[[ INFORMATION SHOWN, beginning ]]

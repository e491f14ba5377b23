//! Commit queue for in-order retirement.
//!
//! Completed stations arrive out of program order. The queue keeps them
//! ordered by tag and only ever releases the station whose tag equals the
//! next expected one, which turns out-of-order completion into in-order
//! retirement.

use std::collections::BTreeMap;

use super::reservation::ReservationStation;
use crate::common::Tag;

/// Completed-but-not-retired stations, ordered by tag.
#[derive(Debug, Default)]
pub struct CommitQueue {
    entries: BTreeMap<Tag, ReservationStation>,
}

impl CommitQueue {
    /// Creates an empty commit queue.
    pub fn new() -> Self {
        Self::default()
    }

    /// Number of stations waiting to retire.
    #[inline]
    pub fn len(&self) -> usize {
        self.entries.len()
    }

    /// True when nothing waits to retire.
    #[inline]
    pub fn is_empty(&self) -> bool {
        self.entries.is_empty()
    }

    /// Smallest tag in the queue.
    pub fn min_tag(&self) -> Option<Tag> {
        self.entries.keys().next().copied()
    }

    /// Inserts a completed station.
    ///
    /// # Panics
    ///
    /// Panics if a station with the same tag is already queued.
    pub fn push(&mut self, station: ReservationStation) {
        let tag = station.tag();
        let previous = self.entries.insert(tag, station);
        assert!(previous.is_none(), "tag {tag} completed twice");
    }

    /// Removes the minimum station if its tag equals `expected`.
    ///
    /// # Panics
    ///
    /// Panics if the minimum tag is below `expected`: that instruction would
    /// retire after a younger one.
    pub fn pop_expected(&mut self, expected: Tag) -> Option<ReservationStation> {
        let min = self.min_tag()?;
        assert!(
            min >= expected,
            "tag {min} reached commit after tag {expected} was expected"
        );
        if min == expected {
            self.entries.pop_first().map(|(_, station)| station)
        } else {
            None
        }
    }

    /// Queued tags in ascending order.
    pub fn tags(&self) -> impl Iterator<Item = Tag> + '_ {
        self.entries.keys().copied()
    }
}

[[ INFORMATION SHOWN, end ]]

• ACTION ITEM: Go through the listing above, and whenever a line holds the word "retirement", copy it.

• EXPECTED OUTPUT:
//! Commit queue for in-order retirement.
//! retirement.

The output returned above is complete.